==== SOURCE DATA
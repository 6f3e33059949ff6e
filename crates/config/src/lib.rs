#![deny(clippy::pedantic, unsafe_code)]
#![allow(clippy::module_name_repetitions)]

//! Configuration management for lobup
//!
//! This crate handles loading and merging configuration from:
//! - Default values (hard-coded)
//! - Configuration file (~/.config/lobup/config.toml)
//! - Environment variables
//! - CLI flags (applied by the caller)

use lobup_errors::{ConfigError, Error};
use serde::{Deserialize, Serialize};
use std::path::{Path, PathBuf};
use std::time::Duration;
use tokio::fs;

const MIB: u64 = 1024 * 1024;
const GIB: u64 = 1024 * MIB;

/// Main configuration structure
#[derive(Debug, Clone, Serialize, Deserialize, Default)]
pub struct Config {
    #[serde(default)]
    pub registry: RegistryConfig,

    #[serde(default)]
    pub network: NetworkConfig,

    #[serde(default)]
    pub upload: UploadConfig,

    #[serde(default)]
    pub polling: PollingConfig,

    #[serde(default)]
    pub paths: PathConfig,
}

/// Application registry endpoint
#[derive(Debug, Clone, Serialize, Deserialize)]
pub struct RegistryConfig {
    #[serde(default = "default_base_url")]
    pub base_url: String,
    #[serde(default = "default_request_timeout")]
    pub request_timeout_secs: u64,
}

/// HTTP client tuning shared by registry and storage traffic
#[derive(Debug, Clone, Serialize, Deserialize)]
pub struct NetworkConfig {
    #[serde(default = "default_connect_timeout")]
    pub connect_timeout_secs: u64,
    #[serde(default = "default_pool_idle_timeout")]
    pub pool_idle_timeout_secs: u64,
    #[serde(default = "default_pool_max_idle")]
    pub pool_max_idle_per_host: usize,
    #[serde(default = "default_user_agent")]
    pub user_agent: String,
}

/// What to do when the storage URI cannot be renewed mid-upload
#[derive(Debug, Clone, Copy, Default, PartialEq, Eq, Serialize, Deserialize)]
#[serde(rename_all = "lowercase")]
pub enum RenewalFailure {
    /// Log the failure and keep uploading with the previous URI
    #[default]
    Continue,
    /// Fail the upload
    Abort,
}

/// Chunked upload tuning
#[derive(Debug, Clone, Serialize, Deserialize)]
pub struct UploadConfig {
    #[serde(default = "default_large_file_threshold")]
    pub large_file_threshold: u64,
    #[serde(default = "default_large_file_chunk_size")]
    pub large_file_chunk_size: u64,
    #[serde(default = "default_chunk_size")]
    pub chunk_size: u64,
    #[serde(default = "default_max_attempts")]
    pub max_chunk_attempts: u32,
    #[serde(default = "default_retry_base_delay_ms")]
    pub retry_base_delay_ms: u64,
    #[serde(default = "default_retry_jitter")]
    pub retry_jitter: f64,
    #[serde(default = "default_chunk_timeout_base")]
    pub chunk_timeout_base_secs: u64,
    #[serde(default = "default_final_chunk_timeout")]
    pub final_chunk_timeout_secs: u64,
    #[serde(default = "default_max_attempts")]
    pub commit_attempts: u32,
    #[serde(default = "default_renewal_threshold")]
    pub renewal_threshold_secs: u64,
    #[serde(default)]
    pub renewal_failure: RenewalFailure,
}

/// Upload-state polling cadence
#[derive(Debug, Clone, Serialize, Deserialize)]
pub struct PollingConfig {
    #[serde(default = "default_negotiation_interval")]
    pub negotiation_interval_secs: u64,
    #[serde(default = "default_negotiation_unknown_interval")]
    pub negotiation_unknown_interval_secs: u64,
    #[serde(default = "default_processing_interval")]
    pub processing_interval_secs: u64,
    #[serde(default = "default_processing_unknown_interval")]
    pub processing_unknown_interval_secs: u64,
    #[serde(default = "default_poll_attempts")]
    pub max_attempts: u32,
}

/// Path configuration
#[derive(Debug, Clone, Serialize, Deserialize, Default)]
pub struct PathConfig {
    pub scratch_root: Option<PathBuf>,
}

// Default implementations

impl Default for RegistryConfig {
    fn default() -> Self {
        Self {
            base_url: default_base_url(),
            request_timeout_secs: default_request_timeout(),
        }
    }
}

impl Default for NetworkConfig {
    fn default() -> Self {
        Self {
            connect_timeout_secs: default_connect_timeout(),
            pool_idle_timeout_secs: default_pool_idle_timeout(),
            pool_max_idle_per_host: default_pool_max_idle(),
            user_agent: default_user_agent(),
        }
    }
}

impl Default for UploadConfig {
    fn default() -> Self {
        Self {
            large_file_threshold: default_large_file_threshold(),
            large_file_chunk_size: default_large_file_chunk_size(),
            chunk_size: default_chunk_size(),
            max_chunk_attempts: default_max_attempts(),
            retry_base_delay_ms: default_retry_base_delay_ms(),
            retry_jitter: default_retry_jitter(),
            chunk_timeout_base_secs: default_chunk_timeout_base(),
            final_chunk_timeout_secs: default_final_chunk_timeout(),
            commit_attempts: default_max_attempts(),
            renewal_threshold_secs: default_renewal_threshold(),
            renewal_failure: RenewalFailure::default(),
        }
    }
}

impl Default for PollingConfig {
    fn default() -> Self {
        Self {
            negotiation_interval_secs: default_negotiation_interval(),
            negotiation_unknown_interval_secs: default_negotiation_unknown_interval(),
            processing_interval_secs: default_processing_interval(),
            processing_unknown_interval_secs: default_processing_unknown_interval(),
            max_attempts: default_poll_attempts(),
        }
    }
}

// Default value functions for serde
fn default_base_url() -> String {
    "https://graph.microsoft.com/beta".to_string()
}

fn default_request_timeout() -> u64 {
    120
}

fn default_connect_timeout() -> u64 {
    30
}

fn default_pool_idle_timeout() -> u64 {
    90
}

fn default_pool_max_idle() -> usize {
    10
}

fn default_user_agent() -> String {
    format!("lobup/{}", env!("CARGO_PKG_VERSION"))
}

fn default_large_file_threshold() -> u64 {
    5 * GIB
}

fn default_large_file_chunk_size() -> u64 {
    4 * MIB
}

fn default_chunk_size() -> u64 {
    6 * MIB
}

fn default_max_attempts() -> u32 {
    5
}

fn default_retry_base_delay_ms() -> u64 {
    1000
}

fn default_retry_jitter() -> f64 {
    1.0
}

fn default_chunk_timeout_base() -> u64 {
    300 // 5 minutes, plus one minute per attempt
}

fn default_final_chunk_timeout() -> u64 {
    900
}

fn default_renewal_threshold() -> u64 {
    420 // 7 minutes
}

fn default_negotiation_interval() -> u64 {
    10
}

fn default_negotiation_unknown_interval() -> u64 {
    15
}

fn default_processing_interval() -> u64 {
    5
}

fn default_processing_unknown_interval() -> u64 {
    10
}

fn default_poll_attempts() -> u32 {
    120
}

impl Config {
    /// Get the default config file path
    ///
    /// # Errors
    ///
    /// Returns an error if the system config directory cannot be determined.
    pub fn default_path() -> Result<PathBuf, Error> {
        let config_dir = dirs::config_dir().ok_or_else(|| ConfigError::NotFound {
            path: "config directory".to_string(),
        })?;
        Ok(config_dir.join("lobup").join("config.toml"))
    }

    /// Load configuration from file
    ///
    /// # Errors
    ///
    /// Returns an error if the file cannot be read or if the file contents
    /// contain invalid TOML syntax that cannot be parsed.
    pub async fn load_from_file(path: &Path) -> Result<Self, Error> {
        let contents = fs::read_to_string(path)
            .await
            .map_err(|_| ConfigError::NotFound {
                path: path.display().to_string(),
            })?;

        let config: Self = toml::from_str(&contents).map_err(|e| ConfigError::ParseError {
            message: e.to_string(),
        })?;
        config.validate()?;
        Ok(config)
    }

    /// Load configuration with fallback to defaults
    ///
    /// # Errors
    ///
    /// Returns an error if the configuration file exists but cannot be read
    /// or contains invalid TOML syntax.
    pub async fn load() -> Result<Self, Error> {
        let config_path = Self::default_path()?;

        if config_path.exists() {
            Self::load_from_file(&config_path).await
        } else {
            tracing::debug!(path = %config_path.display(), "no config file, using defaults");
            Ok(Self::default())
        }
    }

    /// Load configuration from an optional path or use default
    ///
    /// # Errors
    ///
    /// Returns an error if the config file cannot be read or parsed
    pub async fn load_or_default(path: Option<&Path>) -> Result<Self, Error> {
        match path {
            Some(config_path) => Self::load_from_file(config_path).await,
            None => Self::load().await,
        }
    }

    /// Merge with environment variables
    ///
    /// # Errors
    ///
    /// Returns an error if environment variables contain invalid values
    /// that cannot be parsed into the expected types.
    pub fn merge_env(&mut self) -> Result<(), Error> {
        // LOBUP_REGISTRY_URL
        if let Ok(url) = std::env::var("LOBUP_REGISTRY_URL") {
            if url.trim().is_empty() {
                return Err(ConfigError::InvalidValue {
                    field: "LOBUP_REGISTRY_URL".to_string(),
                    value: url,
                }
                .into());
            }
            self.registry.base_url = url;
        }

        // LOBUP_CHUNK_SIZE
        if let Ok(size) = std::env::var("LOBUP_CHUNK_SIZE") {
            self.upload.chunk_size = size.parse().map_err(|_| ConfigError::InvalidValue {
                field: "LOBUP_CHUNK_SIZE".to_string(),
                value: size,
            })?;
        }

        // LOBUP_RENEWAL_FAILURE
        if let Ok(policy) = std::env::var("LOBUP_RENEWAL_FAILURE") {
            self.upload.renewal_failure = match policy.as_str() {
                "continue" => RenewalFailure::Continue,
                "abort" => RenewalFailure::Abort,
                _ => {
                    return Err(ConfigError::InvalidValue {
                        field: "LOBUP_RENEWAL_FAILURE".to_string(),
                        value: policy,
                    }
                    .into())
                }
            };
        }

        // LOBUP_SCRATCH_DIR
        if let Ok(dir) = std::env::var("LOBUP_SCRATCH_DIR") {
            self.paths.scratch_root = Some(PathBuf::from(dir));
        }

        self.validate()
    }

    /// Reject values that would make the pipeline misbehave
    ///
    /// # Errors
    ///
    /// Returns `ConfigError::InvalidValue` for zero chunk sizes, zero attempt
    /// budgets, or a jitter factor outside `0.0..=1.0`.
    pub fn validate(&self) -> Result<(), Error> {
        let invalid = |field: &str, value: String| -> Error {
            ConfigError::InvalidValue {
                field: field.to_string(),
                value,
            }
            .into()
        };

        if self.upload.chunk_size == 0 {
            return Err(invalid("upload.chunk_size", "0".into()));
        }
        if self.upload.large_file_chunk_size == 0 {
            return Err(invalid("upload.large_file_chunk_size", "0".into()));
        }
        if self.upload.max_chunk_attempts == 0 {
            return Err(invalid("upload.max_chunk_attempts", "0".into()));
        }
        if self.upload.commit_attempts == 0 {
            return Err(invalid("upload.commit_attempts", "0".into()));
        }
        if !(0.0..=1.0).contains(&self.upload.retry_jitter) {
            return Err(invalid(
                "upload.retry_jitter",
                self.upload.retry_jitter.to_string(),
            ));
        }
        if self.polling.max_attempts == 0 {
            return Err(invalid("polling.max_attempts", "0".into()));
        }
        Ok(())
    }

    /// Directory under which per-run scratch directories are created
    #[must_use]
    pub fn scratch_root(&self) -> PathBuf {
        self.paths
            .scratch_root
            .clone()
            .unwrap_or_else(std::env::temp_dir)
    }
}

impl RegistryConfig {
    #[must_use]
    pub fn request_timeout(&self) -> Duration {
        Duration::from_secs(self.request_timeout_secs)
    }
}

impl UploadConfig {
    /// Chunk size for a payload of `file_size` bytes
    #[must_use]
    pub fn chunk_size_for(&self, file_size: u64) -> u64 {
        if file_size > self.large_file_threshold {
            self.large_file_chunk_size
        } else {
            self.chunk_size
        }
    }
}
========
Return the lines above precisely as they appear, beginning at the first line and ending at the line with "pub struct UploadConfig", and nothing after it.

# ANSWER FOR THE TASK:
repository 6f3e33059949ff6e
filename crates/config/src/lib.rs
#![deny(clippy::pedantic, unsafe_code)]
#![allow(clippy::module_name_repetitions)]

//! Configuration management for lobup
//!
//! This crate handles loading and merging configuration from:
//! - Default values (hard-coded)
//! - Configuration file (~/.config/lobup/config.toml)
//! - Environment variables
//! - CLI flags (applied by the caller)

use lobup_errors::{ConfigError, Error};
use serde::{Deserialize, Serialize};
use std::path::{Path, PathBuf};
use std::time::Duration;
use tokio::fs;

const MIB: u64 = 1024 * 1024;
const GIB: u64 = 1024 * MIB;

/// Main configuration structure
#[derive(Debug, Clone, Serialize, Deserialize, Default)]
pub struct Config {
    #[serde(default)]
    pub registry: RegistryConfig,

    #[serde(default)]
    pub network: NetworkConfig,

    #[serde(default)]
    pub upload: UploadConfig,

    #[serde(default)]
    pub polling: PollingConfig,

    #[serde(default)]
    pub paths: PathConfig,
}

/// Application registry endpoint
#[derive(Debug, Clone, Serialize, Deserialize)]
pub struct RegistryConfig {
    #[serde(default = "default_base_url")]
    pub base_url: String,
    #[serde(default = "default_request_timeout")]
    pub request_timeout_secs: u64,
}

/// HTTP client tuning shared by registry and storage traffic
#[derive(Debug, Clone, Serialize, Deserialize)]
pub struct NetworkConfig {
    #[serde(default = "default_connect_timeout")]
    pub connect_timeout_secs: u64,
    #[serde(default = "default_pool_idle_timeout")]
    pub pool_idle_timeout_secs: u64,
    #[serde(default = "default_pool_max_idle")]
    pub pool_max_idle_per_host: usize,
    #[serde(default = "default_user_agent")]
    pub user_agent: String,
}

/// What to do when the storage URI cannot be renewed mid-upload
#[derive(Debug, Clone, Copy, Default, PartialEq, Eq, Serialize, Deserialize)]
#[serde(rename_all = "lowercase")]
pub enum RenewalFailure {
    /// Log the failure and keep uploading with the previous URI
    #[default]
    Continue,
    /// Fail the upload
    Abort,
}

/// Chunked upload tuning
#[derive(Debug, Clone, Serialize, Deserialize)]
pub struct UploadConfig {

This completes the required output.